A partir de tudo isso, acredito que negros somos todos os que convivemos cotidianamente com o peso de se viver numa cultura construída por e para pessoas brancas. Talvez numa sociedade cujo ideal pós abolição foi de segregação como nos EUA seja possível falar em performatividade racial, mas por aqui a política foi de embraquecimento e criminalização. Logo, por aqui é bem mais difícil definir quando tantos negros fazem questão de esconder seus “pés na cozinha”. Todavia, tanto lá quanto aqui, é impossível se afirmar uma pessoa negra quando se desconhece – ou se ignora solenemente – o sentimento de impotência frente a todas as injustiças e barbáries cometidas contra o povo negro.  Quando se desconhece a dificuldade que é pensar em colocar filhos no mundo quando se sabe que o racismo estará presente na vida dessa criança, provavelmente, desde o pré-natal – ou ausência de. Quando se sabe que a diáspora não narra somente a trajetória de remoção e espalhamento das etnias africanas pelo globo, mas também a erradicação da África da vida de todos os que sobreviviam ao trajeto – e, hoje, de seus descendentes. Descendentes de escravos dificilmente conhecerão o sobrenome verdadeiro de seus antepassados, seu país e tribo de origem específicas, que língua falavam, quais deuses cultuavam e nem nada que descendentes de imigrantes europeus orgulhosamente recitam. Ou quando não se sabe como é difícil enxergar beleza em si por ser inteiramente diferentes dos referenciais de beleza exibidos a exaustão.
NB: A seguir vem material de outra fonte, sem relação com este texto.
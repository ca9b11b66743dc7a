//! # lolterpreter
//!
//! lolterpreter is a LOLCODE interpreter written in Rust.
//! It tokenizes, parses and evaluates LOLCODE programs with support for
//! dynamic typing, the implicit `IT` register, conditionals, switches,
//! labeled loops and user-defined functions.

#![warn(
    clippy::redundant_clone,
    clippy::needless_pass_by_value,
    clippy::similar_names,
    clippy::large_enum_variant,
    clippy::string_lit_as_bytes,
    clippy::match_same_arms,
    clippy::cargo,
    clippy::nursery,
    clippy::perf,
    clippy::style,
    clippy::suspicious,
    clippy::correctness,
    clippy::complexity,
    clippy::pedantic,
    //missing_docs,
)]
#![allow(clippy::missing_errors_doc)]

use crate::{
    error::Error,
    interpreter::{
        evaluator::core::Context,
        io::{InputSource, OutputSink},
        lexer::Token,
        parser::core::{Program, parse_program},
        value::symbols::SymbolTable,
    },
};

/// Defines the structure of parsed code.
///
/// This module declares the `Statement` and `Expr` enums and the related
/// types that represent a LOLCODE program as a tree. The AST is built by the
/// parser and traversed by the evaluator.
///
/// # Responsibilities
/// - Defines one variant per statement and operator.
/// - Attaches source lines to every node for error reporting.
pub mod ast;
/// Provides unified error types for lexing, parsing and evaluation.
///
/// This module defines all errors that can be raised while running a
/// program. Each carries the source position of the failure.
///
/// # Responsibilities
/// - Defines one error enum per phase and an aggregate `Error`.
/// - Supports integration with standard error handling traits.
pub mod error;
/// Orchestrates the entire process of code execution.
///
/// This module ties together lexing, parsing, evaluation, value
/// representations and I/O collaborators.
///
/// # Responsibilities
/// - Coordinates the lexer, parser and evaluator.
/// - Defines the runtime values and symbol tables.
/// - Defines how programs print and read.
pub mod interpreter;
/// General utilities for numeric text and conversions.
///
/// # Responsibilities
/// - Read numbers out of YARN text.
/// - Convert between `i64` and `f64` without silent saturation.
pub mod util;

/// Everything a run produced.
///
/// The tokens and the final symbol table are kept even when the run fails,
/// so a front end can still show them.
#[derive(Debug)]
pub struct Execution {
    /// The token sequence, empty if lexing failed.
    pub tokens:  Vec<Token>,
    /// The top-level variables after the run, or only `IT` if the program
    /// never started.
    pub symbols: SymbolTable,
    /// The first error of any phase.
    pub result:  Result<(), Error>,
}

/// Tokenizes `source`.
///
/// # Example
/// ```
/// use lolterpreter::{interpreter::lexer::TokenKind, tokenize};
///
/// let tokens = tokenize("I HAS A X ITZ 3").unwrap();
/// assert_eq!(tokens[0].kind, TokenKind::IHasA);
/// assert_eq!(tokens[0].lexeme, "I HAS A");
/// ```
pub fn tokenize(source: &str) -> Result<Vec<Token>, Error> {
    Ok(interpreter::lexer::tokenize(source)?)
}

/// Tokenizes and parses `source`.
///
/// # Returns
/// The tokens and the parsed program.
pub fn parse(source: &str) -> Result<(Vec<Token>, Program), Error> {
    let tokens = tokenize(source)?;
    let program = parse_program(&tokens)?;
    Ok((tokens, program))
}

/// Runs a program from source to completion.
///
/// Lexical and syntax errors stop the run before any statement executes. A
/// runtime error stops it at the failing statement; the symbol table keeps
/// every change made up to that point.
///
/// # Parameters
/// - `source`: LOLCODE source text.
/// - `output`: Receives everything the program prints.
/// - `input`: Supplies lines for `GIMMEH`.
///
/// # Examples
/// ```
/// use std::collections::VecDeque;
///
/// use lolterpreter::{execute, interpreter::value::core::Value};
///
/// let source = "HAI 1.2
/// I HAS A NAME
/// GIMMEH NAME
/// VISIBLE \"O HAI \" NAME \"!\"
/// KTHXBYE
/// ";
/// let mut output = String::new();
/// let mut input = VecDeque::from([String::from("CEILING CAT\n")]);
///
/// let run = execute(source, &mut output, &mut input);
///
/// assert!(run.result.is_ok());
/// assert_eq!(output, "O HAI CEILING CAT!\n");
/// assert_eq!(run.symbols.get("NAME"), Some(&Value::from("CEILING CAT")));
/// ```
pub fn execute(source: &str,
               output: &mut dyn OutputSink,
               input: &mut dyn InputSource)
               -> Execution {
    let (tokens, program) = match interpreter::lexer::tokenize(source) {
        Ok(tokens) => match parse_program(&tokens) {
            Ok(program) => (tokens, program),
            Err(e) => {
                return Execution { tokens,
                                   symbols: SymbolTable::new(),
                                   result: Err(e.into()), };
            },
        },
        Err(e) => {
            return Execution { tokens:  Vec::new(),
                               symbols: SymbolTable::new(),
                               result:  Err(e.into()), };
        },
    };

    let mut context = Context::new(program.symbols, output, input);
    let result = context.run(&program.body).map_err(Error::from);
    if let Err(e) = &result {
        log::debug!("run stopped: {e}");
    }

    Execution { tokens,
                symbols: context.into_symbols(),
                result }
}
impl TokenKind {
    /// Human readable classification used by token tables.
    ///
    /// # Example
    /// ```
    /// use lolterpreter::interpreter::lexer::TokenKind;
    ///
    /// assert_eq!(TokenKind::SumOf.classification(), "Arithmetic Operator");
    /// assert_eq!(TokenKind::Identifier.classification(), "Identifier");
    /// ```
    #[must_use]
    pub const fn classification(self) -> &'static str {
        match self {
            Self::Hai | Self::Kthxbye => "Code Delimiter",
            Self::Wazzup | Self::Buhbye => "Variable List Delimiter",
            Self::IHasA => "Variable Declaration",
            Self::Itz => "Variable Initialization",
            Self::R => "Assignment Operator",
            Self::IsNowA | Self::Maek => "Typecast Operator",
            Self::An => "Operand Separator",
            Self::Yr => "Parameter Marker",
            Self::Mkay => "Variadic Terminator",
            Self::Visible => "Output Keyword",
            Self::Bang => "Newline Suppressor",
            Self::Gimmeh => "Input Keyword",
            Self::SumOf
            | Self::DiffOf
            | Self::ProduktOf
            | Self::QuoshuntOf
            | Self::ModOf
            | Self::BiggrOf
            | Self::SmallrOf => "Arithmetic Operator",
            Self::BothOf
            | Self::EitherOf
            | Self::WonOf
            | Self::Not
            | Self::AllOf
            | Self::AnyOf => "Boolean Operator",
            Self::BothSaem | Self::Diffrint => "Comparison Operator",
            Self::Smoosh => "Concatenation Operator",
            Self::ORly | Self::YaRly | Self::Mebbe | Self::NoWai => "Conditional Keyword",
            Self::Wtf | Self::Omg | Self::Omgwtf => "Switch Keyword",
            Self::Oic => "Block Terminator",
            Self::Gtfo => "Break Keyword",
            Self::ImInYr
            | Self::ImOuttaYr
            | Self::Uppin
            | Self::Nerfin
            | Self::Til
            | Self::Wile => "Loop Keyword",
            Self::HowIzI | Self::IfUSaySo | Self::FoundYr | Self::IIz => "Function Keyword",
            Self::Yarn => "String Literal",
            Self::Numbar => "Float Literal",
            Self::Numbr => "Integer Literal",
            Self::Troof => "Boolean Literal",
            Self::Type => "Type Literal",
            Self::Identifier => "Identifier",
            Self::NewLine | Self::Comma => "Statement Separator",
            Self::BlockComment | Self::LineComment | Self::Ignored => "Ignored",
        }
    }

    /// How the token kind reads in an error message.
    #[must_use]
    pub const fn describe(self) -> &'static str {
        match self {
            Self::Hai => "'HAI'",
            Self::Kthxbye => "'KTHXBYE'",
            Self::Wazzup => "'WAZZUP'",
            Self::Buhbye => "'BUHBYE'",
            Self::IHasA => "'I HAS A'",
            Self::Itz => "'ITZ'",
            Self::R => "'R'",
            Self::IsNowA => "'IS NOW A'",
            Self::An => "'AN'",
            Self::Yr => "'YR'",
            Self::Mkay => "'MKAY'",
            Self::Visible => "'VISIBLE'",
            Self::Bang => "'!'",
            Self::Gimmeh => "'GIMMEH'",
            Self::SumOf => "'SUM OF'",
            Self::DiffOf => "'DIFF OF'",
            Self::ProduktOf => "'PRODUKT OF'",
            Self::QuoshuntOf => "'QUOSHUNT OF'",
            Self::ModOf => "'MOD OF'",
            Self::BiggrOf => "'BIGGR OF'",
            Self::SmallrOf => "'SMALLR OF'",
            Self::BothOf => "'BOTH OF'",
            Self::EitherOf => "'EITHER OF'",
            Self::WonOf => "'WON OF'",
            Self::Not => "'NOT'",
            Self::AllOf => "'ALL OF'",
            Self::AnyOf => "'ANY OF'",
            Self::BothSaem => "'BOTH SAEM'",
            Self::Diffrint => "'DIFFRINT'",
            Self::Smoosh => "'SMOOSH'",
            Self::Maek => "'MAEK'",
            Self::ORly => "'O RLY?'",
            Self::YaRly => "'YA RLY'",
            Self::Mebbe => "'MEBBE'",
            Self::NoWai => "'NO WAI'",
            Self::Oic => "'OIC'",
            Self::Wtf => "'WTF?'",
            Self::Omg => "'OMG'",
            Self::Omgwtf => "'OMGWTF'",
            Self::Gtfo => "'GTFO'",
            Self::ImInYr => "'IM IN YR'",
            Self::ImOuttaYr => "'IM OUTTA YR'",
            Self::Uppin => "'UPPIN'",
            Self::Nerfin => "'NERFIN'",
            Self::Til => "'TIL'",
            Self::Wile => "'WILE'",
            Self::HowIzI => "'HOW IZ I'",
            Self::IfUSaySo => "'IF U SAY SO'",
            Self::FoundYr => "'FOUND YR'",
            Self::IIz => "'I IZ'",
            Self::Yarn => "string literal",
            Self::Numbar => "float literal",
            Self::Numbr => "integer literal",
            Self::Troof => "boolean literal",
            Self::Type => "type name",
            Self::Identifier => "identifier",
            Self::NewLine => "newline",
            Self::Comma => "','",
            Self::BlockComment | Self::LineComment | Self::Ignored => "comment",
        }
    }
}

/// Converts raw source text into its full token sequence.
///
/// Line endings are normalized to `\n` first. Lexing stops at the first
/// character that no rule accepts; there is no partial output.
///
/// # Example
/// ```
/// use lolterpreter::interpreter::lexer::{TokenKind, tokenize};
///
/// let tokens = tokenize("VISIBLE SUM   OF 1 AN 2").unwrap();
/// let kinds: Vec<_> = tokens.iter().map(|t| t.kind).collect();
///
/// assert_eq!(kinds,
///            [TokenKind::Visible,
///             TokenKind::SumOf,
///             TokenKind::Numbr,
///             TokenKind::An,
///             TokenKind::Numbr]);
/// assert_eq!(tokens[1].lexeme, "SUM OF");
/// assert_eq!(tokens[2].col, 18);
/// ```
pub fn tokenize(source: &str) -> Result<Vec<Token>, LexError> {
    let source = normalize_line_endings(source);
    let mut words = Vec::new();
    let mut lexer = TokenKind::lexer_with_extras(&source,
                                                 LexerExtras { line:       1,
                                                               line_start: 0, });

    while let Some(kind) = lexer.next() {
        let span = lexer.span();
        let line = lexer.extras.line;
        let line_start = lexer.extras.line_start;

        let Ok(kind) = kind else {
            return Err(LexError { found: lexer.slice().chars().take(10).collect(),
                                  line,
                                  col: column(&source, line_start, span.start),
                                  context: context_window(&source, span.start) });
        };

        let (line, line_start) = if kind == TokenKind::NewLine {
            // The callback already advanced the counters past this newline.
            (line - 1, source[..span.start].rfind('\n').map_or(0, |i| i + 1))
        } else {
            (line, line_start)
        };

        let token = Token { kind,
                            lexeme: lexer.slice().to_string(),
                            line,
                            col: column(&source, line_start, span.start) };
        log::trace!("lexed {:?} {:?} at {}:{}", token.kind, token.lexeme, token.line, token.col);
        words.push((token, span));
    }

    let tokens = join_phrases(&source, words);
    log::debug!("lexed {} tokens", tokens.len());
    Ok(tokens)
}

/// Keywords spelled with more than one word.
const PHRASES: &[(TokenKind, &[&str])] = &[(TokenKind::IHasA, &["I", "HAS", "A"]),
                                           (TokenKind::IsNowA, &["IS", "NOW", "A"]),
                                           (TokenKind::SumOf, &["SUM", "OF"]),
                                           (TokenKind::DiffOf, &["DIFF", "OF"]),
                                           (TokenKind::ProduktOf, &["PRODUKT", "OF"]),
                                           (TokenKind::QuoshuntOf, &["QUOSHUNT", "OF"]),
                                           (TokenKind::ModOf, &["MOD", "OF"]),
                                           (TokenKind::BiggrOf, &["BIGGR", "OF"]),
                                           (TokenKind::SmallrOf, &["SMALLR", "OF"]),
                                           (TokenKind::BothOf, &["BOTH", "OF"]),
                                           (TokenKind::EitherOf, &["EITHER", "OF"]),
                                           (TokenKind::WonOf, &["WON", "OF"]),
                                           (TokenKind::AllOf, &["ALL", "OF"]),
                                           (TokenKind::AnyOf, &["ANY", "OF"]),
                                           (TokenKind::BothSaem, &["BOTH", "SAEM"]),
                                           (TokenKind::YaRly, &["YA", "RLY"]),
                                           (TokenKind::NoWai, &["NO", "WAI"]),
                                           (TokenKind::ImInYr, &["IM", "IN", "YR"]),
                                           (TokenKind::ImOuttaYr, &["IM", "OUTTA", "YR"]),
                                           (TokenKind::HowIzI, &["HOW", "IZ", "I"]),
                                           (TokenKind::IfUSaySo, &["IF", "U", "SAY", "SO"]),
                                           (TokenKind::FoundYr, &["FOUND", "YR"]),
                                           (TokenKind::IIz, &["I", "IZ"])];
/// An unrecognized character sequence in the source.
#[derive(Debug, Clone, PartialEq, Eq)]
pub struct LexError {
    /// The offending text (at most ten characters).
    pub found:   String,
    /// The source line where the error occurred.
    pub line:    usize,
    /// The source column where the error occurred.
    pub col:     usize,
    /// Source text surrounding the error.
    pub context: String,
}

impl std::fmt::Display for LexError {
    fn fmt(&self, f: &mut std::fmt::Formatter<'_>) -> std::fmt::Result {
        write!(f,
               "Error on line {}, column {}: Unknown token {:?} near {:?}.",
               self.line, self.col, self.found, self.context)
    }
}

impl std::error::Error for LexError {}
Por fim, gostaria de dizer que seria realmente admirável se todas as pessoas brancas preocupadas em definir o que significa ser negro demonstrassem o mesmo ímpeto para identificarem o que significa ser branco numa sociedade cega pelo ideal de branquitude vigente. É particularmente triste ver pessoas da comunidade LGBT querendo definir o que significa ser de outra minoria quando sabemos que por trás de toda tentativa de descobrir a raíz da homossexualidade se esconde a intenção de curá-la, já que a heterossexualidade permanece isenta de dissecação. É como se negros não tivessem direito a se autodefinir, nem de identificar os nossos. É como se mais uma vez houvesse um sinhozim nos dizendo quem somos, como devemos agir e o que devemos contestar. Isso para não me alongar e discutir quão surreal o fato de que, se o mundo realmente enxergasse Dolezal como uma mulher negra, ela dificilmente teria todo esse destaque em tantos canais de comunicação. Com tantas mulheres negras aptas para debaterem suas vivências, é absurdamente cruel perceber como a mídia branca descaradamente prefere ouvi-las sob a perspectiva de uma mulher mitômana, porém branca.